Interphase microtubule disassembly at mitotic entry controls cell rounding
We next wondered if by activating the GEF-H1–RhoA–SLK–ERM signaling axis, the disassembly of interphase microtubule at mitotic entry could promote cell rounding in metaphase. We first showed that perturbing interphase microtubule disassembly prevents metaphase cell rounding. We measured decreases of metaphase cell sphericity and cell height, as well as ratio of sphericity between interphase and metaphase in cells treated with low dose of taxol for 90 min (Fig. 6, A–C; and Fig. S4, A and B). Importantly, as previously observed for ERM phosphorylation (Fig. S2, I and J), a short 15-min treatment with taxol did not affect cell sphericity or cell height in metaphase cells (Fig. S4, C–F).
We next showed that in agreement with its role on ERM activation in metaphase, GEF-H1 drives interphase to metaphase cell rounding. Depletion of GEF-H1 using siRNA or shRNA decreased sphericity and cell height in metaphase, as well as ratio of sphericity between interphase and metaphase (Fig. 6, D–F; and Fig. S4, G–M). While GEF-H1 was previously shown to control cytokinesis (Birkenfeld et al., 2007), we present here the first evidence that this Rho-GEF plays also important roles in an earlier stage of mitosis. Then, and as already reported by others (Maddox and Burridge, 2003; Matthews et al., 2012; Ramanathan et al., 2015), we showed that RhoA was necessary for metaphase cell rounding by inhibiting this GTPase using the exoenzyme C3 transferase (Fig. 6, G–I; and Fig. S4, N and O). Finally, having previously established that RhoA chemical activation bypasses the need for interphase microtubule disassembly to activate ERMs in metaphase (see Fig. 4, I and J), we showed that the RhoA activator CN03 also rescues mitotic rounding defects caused by treatment with low doses of taxol (Fig. 6, J and K; and Fig. S4, P and Q). These results, combined, establish that microtubule disassembly is a key regulator of metaphase cell rounding depending on RhoA activation.

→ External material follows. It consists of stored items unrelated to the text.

mod coordset;

pub use coordset::CoordSet;

pub trait SetOps<T: Clone + Copy + std::fmt::Debug> {
    fn contains(&self, value: &T) -> bool;
    fn len(&self) -> usize;

    fn is_empty(&self) -> bool {
        self.len() == 0
    }

    fn iter(&self) -> impl Iterator<Item = T>;

    fn insert(&mut self, value: &T) -> &mut Self;
    fn remove(&mut self, value: &T) -> &mut Self;

    fn difference(&self, other: &Self) -> Self;
    fn difference_inplace(&mut self, other: &Self) -> &mut Self;
}
//! Retrograde - Direction-Reversible Audio Playback
//!
//! Render engines expose forward-only buffer sources with no way to ask how
//! far they have played. Retrograde works around both limits:
//! 1. Position recovery - a ramp channel appended to the buffer is sampled
//!    by an analyser tap to read back the fraction played
//! 2. Reversal - a forward and a pre-reversed source share one output, and a
//!    sign flip of the playback rate hands off between them at the mirrored
//!    position
//!
//! # Architecture
//!
//! - `engine`: audio buffers, WAV I/O, the [`RenderContext`] capabilities
//!   consumed from a host engine, and an offline implementation of them
//! - `playback`: the position node and the reversible composite
//! - `automation`: scripted rate changes for offline renders
//!
//! [`RenderContext`]: engine::RenderContext

pub mod automation;
pub mod cli;
pub mod engine;
pub mod error;
pub mod playback;

pub use automation::{RateAutomation, RateEvent};
pub use error::{Result, RetrogradeError};
pub use playback::{Direction, PlaybackOptions, PlaybackPositionNode, ReversibleSourceNode};
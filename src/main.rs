//! Retrograde CLI
//!
//! Renders direction-reversible playback of WAV files.

use anyhow::Result;
use clap::Parser;
use tracing::info;
use tracing_subscriber::EnvFilter;

use retrograde::cli::{commands, Cli, Commands};

fn main() -> Result<()> {
    let cli = Cli::parse();

    let filter = if cli.verbose {
        EnvFilter::new("debug")
    } else {
        EnvFilter::try_from_default_env().unwrap_or_else(|_| EnvFilter::new("info"))
    };
    tracing_subscriber::fmt().with_env_filter(filter).init();

    info!("Retrograde v{}", env!("CARGO_PKG_VERSION"));

    match cli.command {
        Some(cmd) => handle_command(cmd),
        None => {
            println!("Retrograde v{}", env!("CARGO_PKG_VERSION"));
            println!("Use --help for available commands");
            Ok(())
        }
    }
}

fn handle_command(cmd: Commands) -> Result<()> {
    match cmd {
        Commands::Render(args) => commands::render(&args),
        Commands::Reverse {
            input,
            output,
            bit_depth,
        } => commands::reverse(&input, &output, bit_depth),
        Commands::Info { input } => commands::info(&input),
    }
}
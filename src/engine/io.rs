//! Audio file I/O for Retrograde
//!
//! Handles importing and exporting WAV files. Imported audio keeps its native
//! sample rate; the render context compensates at playback time.

use std::path::Path;

use hound::{SampleFormat, WavReader, WavSpec, WavWriter};

use crate::engine::buffer::AudioBuffer;
use crate::engine::context::MAX_CHANNELS;
use crate::error::{Result, RetrogradeError};

/// Export format configuration
#[derive(Debug, Clone, Copy, PartialEq, Eq)]
pub struct ExportFormat {
    /// Bit depth: 16, 24, or 32 (default: 24)
    pub bit_depth: u16,
}

impl Default for ExportFormat {
    fn default() -> Self {
        ExportFormat { bit_depth: 24 }
    }
}

impl ExportFormat {
    /// Create a new export format with the given bit depth
    pub fn new(bit_depth: u16) -> Self {
        ExportFormat { bit_depth }
    }
}

/// Import a WAV file as an [`AudioBuffer`]
///
/// # Errors
/// * `FileNotFound` - If the file does not exist
/// * `InvalidAudio` - If the file is not a valid WAV file
/// * `UnsupportedFormat` - If the channel count or bit depth is unsupported
/// * `EmptyAudio` - If the file holds no samples
pub fn import_audio(path: &Path) -> Result<AudioBuffer> {
    if !path.exists() {
        return Err(RetrogradeError::FileNotFound {
            path: path.display().to_string(),
            source: None,
        });
    }

    let reader = WavReader::open(path).map_err(|e| RetrogradeError::InvalidAudio {
        reason: format!("Failed to open WAV file: {}", e),
        source: Some(Box::new(e)),
    })?;

    let spec = reader.spec();
    let channels = spec.channels as usize;

    // One slot is reserved for the position channel
    if channels == 0 || channels >= MAX_CHANNELS {
        return Err(RetrogradeError::UnsupportedFormat {
            format: format!(
                "{}-channel audio (1 to {} channels supported)",
                channels,
                MAX_CHANNELS - 1
            ),
        });
    }

    let samples = read_samples_as_f32(reader, spec.bits_per_sample, spec.sample_format)?;
    if samples.is_empty() {
        return Err(RetrogradeError::EmptyAudio);
    }

    tracing::debug!(
        path = %path.display(),
        channels,
        sample_rate = spec.sample_rate,
        frames = samples.len() / channels,
        "imported audio"
    );

    AudioBuffer::from_interleaved(&samples, channels, spec.sample_rate)
}

/// Export an [`AudioBuffer`] to a WAV file at the buffer's own sample rate
pub fn export_audio(buffer: &AudioBuffer, path: &Path, format: ExportFormat) -> Result<()> {
    if !matches!(format.bit_depth, 16 | 24 | 32) {
        return Err(RetrogradeError::UnsupportedFormat {
            format: format!("{}-bit audio (only 16, 24, 32 supported)", format.bit_depth),
        });
    }

    let spec = WavSpec {
        channels: buffer.num_channels() as u16,
        sample_rate: buffer.sample_rate(),
        bits_per_sample: format.bit_depth,
        sample_format: if format.bit_depth == 32 {
            SampleFormat::Float
        } else {
            SampleFormat::Int
        },
    };

    let interleaved = buffer.to_interleaved();
    let mut writer = WavWriter::create(path, spec).map_err(hound_to_io)?;

    match format.bit_depth {
        16 => {
            for sample in interleaved {
                let scaled = (sample * 32767.0).clamp(-32768.0, 32767.0) as i16;
                writer.write_sample(scaled).map_err(hound_to_io)?;
            }
        }
        24 => {
            for sample in interleaved {
                // 24-bit stored as i32 in hound
                let scaled = (sample * 8388607.0).clamp(-8388608.0, 8388607.0) as i32;
                writer.write_sample(scaled).map_err(hound_to_io)?;
            }
        }
        _ => {
            for sample in interleaved {
                writer.write_sample(sample).map_err(hound_to_io)?;
            }
        }
    }

    writer.finalize().map_err(hound_to_io)?;

    tracing::debug!(path = %path.display(), bit_depth = format.bit_depth, "exported audio");
    Ok(())
}

/// Generate a mono sine tone
pub fn generate_test_tone(frequency: f32, duration_secs: f32, sample_rate: u32) -> Result<AudioBuffer> {
    let num_samples = (duration_secs * sample_rate as f32) as usize;
    let angular_freq = 2.0 * std::f32::consts::PI * frequency / sample_rate as f32;

    let samples = (0..num_samples)
        .map(|i| (angular_freq * i as f32).sin())
        .collect();

    AudioBuffer::from_channels(vec![samples], sample_rate)
}

/// Generate a stereo tone with different frequencies per channel
pub fn generate_stereo_test_tone(
    freq_left: f32,
    freq_right: f32,
    duration_secs: f32,
    sample_rate: u32,
) -> Result<AudioBuffer> {
    let left = generate_test_tone(freq_left, duration_secs, sample_rate)?;
    let right = generate_test_tone(freq_right, duration_secs, sample_rate)?;

    let mut channels = left.into_channels();
    channels.extend(right.into_channels());
    AudioBuffer::from_channels(channels, sample_rate)
}

// ============================================================================
// Internal helper functions
// ============================================================================

fn hound_to_io(e: hound::Error) -> RetrogradeError {
    match e {
        hound::Error::IoError(io) => RetrogradeError::Io(io),
        other => RetrogradeError::Io(std::io::Error::new(
            std::io::ErrorKind::Other,
            other.to_string(),
        )),
    }
}

/// Read samples from WAV reader and convert to f32
fn read_samples_as_f32<R: std::io::Read>(
    mut reader: WavReader<R>,
    bits_per_sample: u16,
    sample_format: SampleFormat,
) -> Result<Vec<f32>> {
    let scale = match (sample_format, bits_per_sample) {
        (SampleFormat::Float, _) => {
            return reader
                .samples::<f32>()
                .collect::<std::result::Result<Vec<f32>, _>>()
                .map_err(|e| RetrogradeError::InvalidAudio {
                    reason: format!("Failed to read float samples: {}", e),
                    source: Some(Box::new(e)),
                });
        }
        (SampleFormat::Int, 8) => 128.0,
        (SampleFormat::Int, 16) => 32768.0,
        (SampleFormat::Int, 24) => 8388608.0,
        (SampleFormat::Int, 32) => 2147483648.0,
        (SampleFormat::Int, bits) => {
            return Err(RetrogradeError::UnsupportedFormat {
                format: format!("{}-bit integer audio", bits),
            });
        }
    };

    reader
        .samples::<i32>()
        .map(|s| s.map(|v| v as f32 / scale))
        .collect::<std::result::Result<Vec<f32>, _>>()
        .map_err(|e| RetrogradeError::InvalidAudio {
            reason: format!("Failed to read {}-bit samples: {}", bits_per_sample, e),
            source: Some(Box::new(e)),
        })
}

// ============================================================================
// Tests
// ============================================================================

Both GEF-H1 and Ect2 act upstream of RhoA to regulate ERM phosphorylation and cell rounding during mitosis
RhoA has been shown to be central to another signaling pathway that regulates reorganization of the actin cytoskeleton in early mitosis. RhoA is also activated by Ect2 (Miki et al., 1993; Yuce et al., 2005), a Rho-GEF that is itself phosphorylated and activated by Cdk1/Cyclin B (Hara et al., 2006; Matthews et al., 2012; Niiya et al., 2006). Ect2 promotes the generation of actomyosin forces dependently on ROCK kinases that phosphorylate myosin light chain II (Matthews et al., 2012). While SLK depletion and RhoA inhibition totally abrogated ERM activation in metaphase, GEF-H1 depletion or treatment with low dose of taxol only partially inhibited ERM activation (Fig. 4, A–H). We, therefore, hypothesized that interphase microtubule disassembly and Ect2 could act together to fully activate ERMs in metaphase. We found that depletion of Ect2 by independent siRNAs partially decreases ERM phosphorylation in metaphase, but did not affect ERM activation in interphase (Fig. 7, A and B; and Fig. S5 A). Therefore, similarly to GEF-H1, Ect2 contributes to ERM activation only in mitosis. Having confirmed that Ect2 is important for interphase-to-metaphase cell rounding (Matthews et al., 2012; Fig. 7, C and D; and Fig. S5, B–D), we then depleted Ect2 together with GEF-H1 and showed that this co-depletion further decreases ERM phosphorylation in metaphase when compared with single depletions of these Rho-GEFs (Fig. 7, E and F). We confirmed this result by depleting Ect2 and inhibiting the GEF-H1 signaling pathway using low dose of taxol to inhibit interphase microtubule disassembly (Fig. S5, E and F). In accordance with this discovery, we found that these two pathways act together to promote metaphase cell rounding. Ect2 and GEF-H1 depletion led to a similar decrease of cell sphericity in metaphase while their co-depletion further decreased this parameter (Fig. 7, G and H; and Fig. S5, G and H). The ratio of sphericity between the population of interphase and metaphase cells also tends to decrease upon double depletion of Ect2 and GEF-H1 when compared with single depletions, even if this reduction did not reach statistical significance (Fig. 7 I). We also confirmed that Ect2 and GEF-H1 act together to promote metaphase cell rounding by stabilizing microtubules with low dose of taxol in Ect2-depleted cells (Fig. S5, I and J). Altogether, our results provide evidence that Ect2 and GEF-H1 converge to RhoA to activate ERMs and cell rounding at mitotic entry.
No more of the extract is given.